表に出てこないのに、ボビーの人柄 そしていかに民衆から愛されていたのかが 伝わってきますよね!
多分今年度末、コブタベストムービーには確実にっべすと10に入るかなと思っています(^^)
どうも!
いや~これ僕大好きでした♪
ラストは思わず涙溢れてしまいました。
僕も本当にこのボビーと言う人をを知らなかったんですが、希望の星のような人だったんでしょうね。
にしてもこれがアカデミーにかすってもいないのは納得できないなぁ。
アメリカ人のためにあるような映画なのになぁ・・・
・・・そこら辺コブタミー賞で何とかなりません?(笑)
ai さんへ
あら、、娘さんが入院とは大変ですね(;o;)
早く良くなりますように(-人-)
アカデミー賞 映画好きな人にとって 予想して楽しむお祭りですよね!
いろんな映画人の、晴姿もみれますし!
たしかに まだ日本未公開な作品も多く、判断しにくいものもあるんですが、こんな映画もあるんだという楽しみ方もできますよね(^^)

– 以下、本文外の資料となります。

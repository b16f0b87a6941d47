//! Generation of the stylesheet module
//!
//! The module is produced from a fixed skeleton: it is parsed once per call,
//! the stylesheet is written into the template literal node, optional
//! sections (labelled statements) are kept or dropped, and the AST is printed.
//! Nothing is spliced into JavaScript source text directly.

use swc_core::common::{sync::Lrc, FileName, Globals, SourceMap, GLOBALS};
use swc_core::ecma::ast::*;
use swc_core::ecma::codegen::{text_writer::JsWriter, Config as CodegenConfig, Emitter};
use swc_core::ecma::parser::{parse_file_as_module, Syntax};
use swc_core::ecma::visit::{VisitMut, VisitMutWith};

use crate::errors::{PluginError, Result};

const STYLESHEET_PLACEHOLDER: &str = "__TWC_STYLESHEET__";
const HOT_UPDATE_SECTION: &str = "twc_hot_update";
const INJECT_CSS_SECTION: &str = "twc_inject_css";

/// Global hook replacing the shared sheet's content
pub const REPLACE_HOOK: &str = "_TAILWIND_WEB_COMPONENTS_REPLACE";

/// Global latch set once the sheet was adopted by the document
pub const INJECTED_FLAG: &str = "_TAILWIND_WEB_COMPONENTS_INJECTED";

const MODULE_SKELETON: &str = r#"
import { VueElement, defineComponent } from "vue";
const sheet = new CSSStyleSheet();
sheet.replaceSync(`__TWC_STYLESHEET__`);
globalThis._TAILWIND_WEB_COMPONENTS_REPLACE = function(content) {
  sheet.replaceSync(content);
};
twc_hot_update: if (import.meta.hot) {
  import.meta.hot.on("twc:reload", (data) => {
    globalThis._TAILWIND_WEB_COMPONENTS_REPLACE(data.content);
  });
}
twc_inject_css: if (globalThis?.document?.head && globalThis._TAILWIND_WEB_COMPONENTS_INJECTED !== true) {
  globalThis.document.adoptedStyleSheets.push(sheet);
  globalThis._TAILWIND_WEB_COMPONENTS_INJECTED = true;
}
function defineCustomElement(options, hydrate) {
  const Comp = defineComponent(options);
  class VueCustomElement extends VueElement {
    constructor(initialProps) {
      super(Comp, initialProps, hydrate);
      const shadow = this.shadowRoot;
      shadow.adoptedStyleSheets = [sheet];
    }
  }
  VueCustomElement.def = Comp;
  return VueCustomElement;
}
export { defineCustomElement };
"#;

/// Which optional sections the module carries
#[derive(Debug, Clone, Copy, PartialEq, Eq)]
pub struct ModuleOptions {
    /// Adopt the sheet into `document` once per page
    pub inject_css: bool,
    /// Listen for live stylesheet updates (development only)
    pub hot_update: bool,
}

/// Escape text for the body of a JavaScript template literal
pub fn escape_template_literal(text: &str) -> String {
    text.replace('\\', "\\\\")
        .replace('`', "\\`")
        .replace("${", "\\${")
}

struct ModuleFiller<'a> {
    css: &'a str,
    options: ModuleOptions,
    filled: bool,
}

impl ModuleFiller<'_> {
    fn section_enabled(&self, label: &str) -> Option<bool> {
        match label {
            HOT_UPDATE_SECTION => Some(self.options.hot_update),
            INJECT_CSS_SECTION => Some(self.options.inject_css),
            _ => None,
        }
    }
}

impl VisitMut for ModuleFiller<'_> {
    fn visit_mut_module_items(&mut self, items: &mut Vec<ModuleItem>) {
        for item in std::mem::take(items) {
            match item {
                ModuleItem::Stmt(Stmt::Labeled(labeled)) => {
                    match self.section_enabled(&labeled.label.sym) {
                        Some(true) => items.push(ModuleItem::Stmt(*labeled.body)),
                        Some(false) => {}
                        None => items.push(ModuleItem::Stmt(Stmt::Labeled(labeled))),
                    }
                }
                other => items.push(other),
            }
        }

        items.visit_mut_children_with(self);
    }

    fn visit_mut_tpl(&mut self, node: &mut Tpl) {
        if let [quasi] = node.quasis.as_mut_slice() {
            if &*quasi.raw == STYLESHEET_PLACEHOLDER {
                quasi.raw = escape_template_literal(self.css).into();
                quasi.cooked = Some(self.css.into());
                self.filled = true;
                return;
            }
        }

        node.visit_mut_children_with(self);
    }
}

/// Generate the module source embedding `css`
pub fn generate_module(css: &str, options: ModuleOptions) -> Result<String> {
    let cm: Lrc<SourceMap> = Default::default();
    let fm = cm.new_source_file(
        FileName::Custom("tailwind-web-components".to_string()).into(),
        MODULE_SKELETON.to_string(),
    );

    GLOBALS.set(&Globals::new(), || {
        let mut module = parse_file_as_module(
            &fm,
            Syntax::Es(Default::default()),
            EsVersion::latest(),
            None,
            &mut vec![],
        )
        .map_err(|e| PluginError::CodegenError(format!("Invalid module skeleton: {:?}", e)))?;

        let mut filler = ModuleFiller {
            css,
            options,
            filled: false,
        };
        module.visit_mut_with(&mut filler);

        if !filler.filled {
            return Err(PluginError::CodegenError(
                "Module skeleton has no stylesheet placeholder".to_string(),
            ));
        }

        let mut buf = vec![];
        {
            let mut emitter = Emitter {
                cfg: CodegenConfig::default(),
                cm: cm.clone(),
                comments: None,
                wr: JsWriter::new(cm.clone(), "\n", &mut buf, None),
            };
            emitter
                .emit_module(&module)
                .map_err(|e| PluginError::CodegenError(format!("Failed to emit module: {}", e)))?;
        }

        String::from_utf8(buf)
            .map_err(|e| PluginError::CodegenError(format!("Generated module is not UTF-8: {}", e)))
    })
}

「ハッピーフィート」 aiさんのお墨付きとあれば、さらに楽しみになってきました。
しばらくお会いできないのは寂しいですか、その間、映画面白いかつまんないかを調査しておきますね(><)
コメント欄間違えました(~_~;)
アカデミーの記事のコメントなのに間違えました。失礼しましたm(__)m
おひさしぶりになりました
私事ですが娘が2週間前から入院中のため、映画からもPCからも離れておりましたm(__)m
アカデミー賞発表は映画好きの者にとっては重大ニュース、これを見て作品も選ぶ所もありますからね。
未観の作品が殆どなのでさっぱりですが殆ど前哨戦どおりでしたね。
ただ作品賞は意外でした。アカデミー賞らしからぬ作風なのに。作品賞とっても最優秀男優賞がとれなかったディカちゃんはお気の毒(~_~;)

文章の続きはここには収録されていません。